▶ TASK TO COMPLETE
Transcribe the data below verbatim from the line with "on the partial unique" to the line with "const SELECT_COLUMNS: &str". Include both of those lines.

(Collected data)

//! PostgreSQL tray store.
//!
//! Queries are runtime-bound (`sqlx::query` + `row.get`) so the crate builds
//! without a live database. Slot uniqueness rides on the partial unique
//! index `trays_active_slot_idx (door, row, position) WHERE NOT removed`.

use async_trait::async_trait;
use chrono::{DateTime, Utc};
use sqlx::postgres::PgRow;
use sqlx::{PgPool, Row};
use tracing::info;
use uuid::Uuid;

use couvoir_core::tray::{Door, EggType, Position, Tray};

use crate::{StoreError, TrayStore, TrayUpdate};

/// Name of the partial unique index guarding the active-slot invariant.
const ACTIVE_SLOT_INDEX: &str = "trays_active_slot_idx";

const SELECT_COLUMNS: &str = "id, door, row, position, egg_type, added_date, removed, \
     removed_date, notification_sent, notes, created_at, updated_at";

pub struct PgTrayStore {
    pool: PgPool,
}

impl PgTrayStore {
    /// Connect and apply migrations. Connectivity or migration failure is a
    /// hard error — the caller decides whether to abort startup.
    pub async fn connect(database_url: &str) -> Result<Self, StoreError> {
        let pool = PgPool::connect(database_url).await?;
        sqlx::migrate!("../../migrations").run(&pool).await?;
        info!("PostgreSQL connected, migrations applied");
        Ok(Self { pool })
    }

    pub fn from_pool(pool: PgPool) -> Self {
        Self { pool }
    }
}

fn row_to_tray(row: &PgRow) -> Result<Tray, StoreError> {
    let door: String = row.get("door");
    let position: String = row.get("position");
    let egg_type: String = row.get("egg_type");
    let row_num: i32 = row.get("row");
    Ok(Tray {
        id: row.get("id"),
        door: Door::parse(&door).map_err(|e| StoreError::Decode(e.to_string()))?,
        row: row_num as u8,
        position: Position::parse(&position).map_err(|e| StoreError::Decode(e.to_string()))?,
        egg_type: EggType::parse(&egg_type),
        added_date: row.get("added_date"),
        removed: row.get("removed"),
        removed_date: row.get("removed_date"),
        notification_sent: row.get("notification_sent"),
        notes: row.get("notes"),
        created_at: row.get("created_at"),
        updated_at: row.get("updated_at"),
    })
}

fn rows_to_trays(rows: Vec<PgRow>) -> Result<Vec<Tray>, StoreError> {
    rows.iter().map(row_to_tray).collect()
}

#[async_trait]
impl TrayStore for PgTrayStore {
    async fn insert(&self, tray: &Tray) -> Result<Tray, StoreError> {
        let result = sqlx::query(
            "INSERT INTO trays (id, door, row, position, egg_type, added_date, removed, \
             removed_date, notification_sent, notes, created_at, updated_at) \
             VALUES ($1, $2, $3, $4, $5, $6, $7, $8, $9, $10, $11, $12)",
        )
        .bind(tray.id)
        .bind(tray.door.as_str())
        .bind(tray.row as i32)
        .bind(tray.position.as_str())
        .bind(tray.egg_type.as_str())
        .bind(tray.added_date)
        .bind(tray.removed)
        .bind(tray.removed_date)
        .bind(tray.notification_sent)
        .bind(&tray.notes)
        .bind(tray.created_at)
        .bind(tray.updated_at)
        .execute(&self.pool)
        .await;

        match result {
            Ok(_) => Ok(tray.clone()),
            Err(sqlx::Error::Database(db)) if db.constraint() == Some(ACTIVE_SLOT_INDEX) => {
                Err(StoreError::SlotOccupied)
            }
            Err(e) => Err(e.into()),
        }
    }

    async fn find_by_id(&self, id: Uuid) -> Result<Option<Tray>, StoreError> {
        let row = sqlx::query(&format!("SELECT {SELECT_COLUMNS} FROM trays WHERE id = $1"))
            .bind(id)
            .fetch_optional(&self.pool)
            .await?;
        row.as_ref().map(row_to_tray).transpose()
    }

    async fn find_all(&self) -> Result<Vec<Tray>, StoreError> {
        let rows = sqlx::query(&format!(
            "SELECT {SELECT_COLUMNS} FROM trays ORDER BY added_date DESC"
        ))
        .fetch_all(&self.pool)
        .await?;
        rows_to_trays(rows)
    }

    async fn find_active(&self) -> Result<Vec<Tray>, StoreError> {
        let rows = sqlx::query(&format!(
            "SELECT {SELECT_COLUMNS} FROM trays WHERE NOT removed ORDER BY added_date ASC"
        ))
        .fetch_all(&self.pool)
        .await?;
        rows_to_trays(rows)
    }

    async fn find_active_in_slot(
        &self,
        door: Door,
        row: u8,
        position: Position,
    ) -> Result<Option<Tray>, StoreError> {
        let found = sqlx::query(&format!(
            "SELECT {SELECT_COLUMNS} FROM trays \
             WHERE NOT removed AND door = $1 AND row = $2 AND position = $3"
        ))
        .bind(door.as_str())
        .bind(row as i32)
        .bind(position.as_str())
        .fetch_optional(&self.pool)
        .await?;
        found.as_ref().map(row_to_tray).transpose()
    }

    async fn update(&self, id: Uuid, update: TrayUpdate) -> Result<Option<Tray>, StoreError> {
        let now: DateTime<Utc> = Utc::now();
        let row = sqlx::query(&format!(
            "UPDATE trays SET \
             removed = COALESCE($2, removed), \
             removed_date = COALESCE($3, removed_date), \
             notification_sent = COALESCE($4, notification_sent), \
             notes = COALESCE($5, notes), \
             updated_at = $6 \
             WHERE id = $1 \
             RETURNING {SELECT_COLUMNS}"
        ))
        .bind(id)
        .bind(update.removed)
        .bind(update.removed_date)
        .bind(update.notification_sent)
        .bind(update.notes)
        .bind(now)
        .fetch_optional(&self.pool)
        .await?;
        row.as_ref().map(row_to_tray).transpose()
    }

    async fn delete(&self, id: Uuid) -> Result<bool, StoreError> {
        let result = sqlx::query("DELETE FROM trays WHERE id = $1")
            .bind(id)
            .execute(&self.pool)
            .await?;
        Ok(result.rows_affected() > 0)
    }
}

--

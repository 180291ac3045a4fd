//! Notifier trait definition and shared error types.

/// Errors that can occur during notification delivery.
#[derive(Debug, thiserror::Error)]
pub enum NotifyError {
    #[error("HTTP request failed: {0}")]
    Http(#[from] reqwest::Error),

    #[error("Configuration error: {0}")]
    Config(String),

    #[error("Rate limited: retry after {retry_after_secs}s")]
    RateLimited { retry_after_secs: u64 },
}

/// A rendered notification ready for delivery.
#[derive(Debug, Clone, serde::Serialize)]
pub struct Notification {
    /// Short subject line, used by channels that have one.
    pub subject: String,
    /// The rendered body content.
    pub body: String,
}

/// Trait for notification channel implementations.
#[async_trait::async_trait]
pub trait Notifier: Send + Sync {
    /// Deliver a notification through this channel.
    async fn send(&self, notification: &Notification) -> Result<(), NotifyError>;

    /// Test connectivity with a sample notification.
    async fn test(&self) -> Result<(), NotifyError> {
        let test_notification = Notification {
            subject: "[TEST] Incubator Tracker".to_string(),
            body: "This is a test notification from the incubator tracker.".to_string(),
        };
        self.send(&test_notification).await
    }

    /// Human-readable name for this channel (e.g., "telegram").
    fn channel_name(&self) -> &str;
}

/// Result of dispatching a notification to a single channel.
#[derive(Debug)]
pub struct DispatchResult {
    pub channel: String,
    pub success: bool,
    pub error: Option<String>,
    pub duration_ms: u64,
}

--

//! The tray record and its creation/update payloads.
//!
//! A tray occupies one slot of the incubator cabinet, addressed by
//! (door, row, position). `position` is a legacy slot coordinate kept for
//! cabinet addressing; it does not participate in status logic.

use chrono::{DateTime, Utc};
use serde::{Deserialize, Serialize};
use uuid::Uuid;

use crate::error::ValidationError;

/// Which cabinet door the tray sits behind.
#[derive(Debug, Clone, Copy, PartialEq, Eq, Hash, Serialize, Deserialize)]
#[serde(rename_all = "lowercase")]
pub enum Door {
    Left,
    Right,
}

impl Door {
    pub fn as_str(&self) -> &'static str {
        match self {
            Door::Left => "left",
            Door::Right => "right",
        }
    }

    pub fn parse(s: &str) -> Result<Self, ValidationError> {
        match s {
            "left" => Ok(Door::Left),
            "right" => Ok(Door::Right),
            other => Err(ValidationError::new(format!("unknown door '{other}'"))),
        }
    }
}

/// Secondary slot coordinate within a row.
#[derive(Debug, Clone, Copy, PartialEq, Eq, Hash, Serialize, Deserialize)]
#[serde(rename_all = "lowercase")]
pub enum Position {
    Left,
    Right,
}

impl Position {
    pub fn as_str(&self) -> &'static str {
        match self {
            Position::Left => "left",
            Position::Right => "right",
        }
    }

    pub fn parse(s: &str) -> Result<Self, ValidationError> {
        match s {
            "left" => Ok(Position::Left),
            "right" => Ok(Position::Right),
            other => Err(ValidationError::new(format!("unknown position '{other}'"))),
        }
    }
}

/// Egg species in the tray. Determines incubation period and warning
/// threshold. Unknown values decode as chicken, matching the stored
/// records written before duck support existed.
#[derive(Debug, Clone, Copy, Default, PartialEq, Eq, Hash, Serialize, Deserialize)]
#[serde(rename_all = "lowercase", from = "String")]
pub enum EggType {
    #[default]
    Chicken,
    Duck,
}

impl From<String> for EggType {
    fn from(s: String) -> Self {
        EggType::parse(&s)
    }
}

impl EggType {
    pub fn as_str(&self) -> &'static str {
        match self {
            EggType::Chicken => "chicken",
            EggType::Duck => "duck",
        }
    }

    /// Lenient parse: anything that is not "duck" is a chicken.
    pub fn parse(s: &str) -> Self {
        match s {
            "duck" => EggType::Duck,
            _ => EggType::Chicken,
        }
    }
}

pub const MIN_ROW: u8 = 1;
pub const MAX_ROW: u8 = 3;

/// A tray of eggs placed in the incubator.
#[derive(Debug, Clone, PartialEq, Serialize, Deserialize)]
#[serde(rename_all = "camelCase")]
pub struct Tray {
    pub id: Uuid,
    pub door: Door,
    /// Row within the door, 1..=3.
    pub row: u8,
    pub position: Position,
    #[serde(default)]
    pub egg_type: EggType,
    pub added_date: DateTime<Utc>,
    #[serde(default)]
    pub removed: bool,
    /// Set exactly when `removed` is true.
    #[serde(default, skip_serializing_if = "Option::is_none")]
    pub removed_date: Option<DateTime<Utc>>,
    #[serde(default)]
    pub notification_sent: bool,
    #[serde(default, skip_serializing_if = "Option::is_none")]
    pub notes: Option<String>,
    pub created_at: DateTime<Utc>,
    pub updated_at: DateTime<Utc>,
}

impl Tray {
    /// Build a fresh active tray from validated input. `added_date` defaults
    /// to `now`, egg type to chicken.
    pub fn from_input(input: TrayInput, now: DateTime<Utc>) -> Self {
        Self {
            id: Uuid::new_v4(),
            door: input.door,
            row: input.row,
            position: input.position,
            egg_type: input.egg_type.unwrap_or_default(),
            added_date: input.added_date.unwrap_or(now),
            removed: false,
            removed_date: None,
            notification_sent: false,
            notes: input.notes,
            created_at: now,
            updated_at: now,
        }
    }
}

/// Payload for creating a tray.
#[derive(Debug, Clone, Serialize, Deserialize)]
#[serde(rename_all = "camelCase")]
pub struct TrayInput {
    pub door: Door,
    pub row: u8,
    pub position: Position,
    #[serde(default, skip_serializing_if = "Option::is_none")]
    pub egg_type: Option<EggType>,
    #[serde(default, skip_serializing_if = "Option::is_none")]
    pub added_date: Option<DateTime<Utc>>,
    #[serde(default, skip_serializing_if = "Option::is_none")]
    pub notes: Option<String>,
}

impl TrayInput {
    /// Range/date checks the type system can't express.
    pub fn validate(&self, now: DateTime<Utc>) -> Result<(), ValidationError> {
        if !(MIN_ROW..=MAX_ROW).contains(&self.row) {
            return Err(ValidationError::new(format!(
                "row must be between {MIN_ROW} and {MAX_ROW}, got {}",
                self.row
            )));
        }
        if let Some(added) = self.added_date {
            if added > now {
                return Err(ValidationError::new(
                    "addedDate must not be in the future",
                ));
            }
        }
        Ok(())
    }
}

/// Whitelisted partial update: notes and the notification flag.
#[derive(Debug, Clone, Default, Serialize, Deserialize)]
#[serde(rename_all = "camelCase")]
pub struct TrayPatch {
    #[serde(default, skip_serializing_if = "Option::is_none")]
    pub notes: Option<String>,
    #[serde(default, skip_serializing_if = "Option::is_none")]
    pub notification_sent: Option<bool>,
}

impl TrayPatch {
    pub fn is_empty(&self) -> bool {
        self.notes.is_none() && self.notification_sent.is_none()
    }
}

▶ SOLUTION TO THE PROBLEM
//! without a live database. Slot uniqueness rides on the partial unique
//! index `trays_active_slot_idx (door, row, position) WHERE NOT removed`.

use async_trait::async_trait;
use chrono::{DateTime, Utc};
use sqlx::postgres::PgRow;
use sqlx::{PgPool, Row};
use tracing::info;
use uuid::Uuid;

use couvoir_core::tray::{Door, EggType, Position, Tray};

use crate::{StoreError, TrayStore, TrayUpdate};

/// Name of the partial unique index guarding the active-slot invariant.
const ACTIVE_SLOT_INDEX: &str = "trays_active_slot_idx";

const SELECT_COLUMNS: &str = "id, door, row, position, egg_type, added_date, removed, \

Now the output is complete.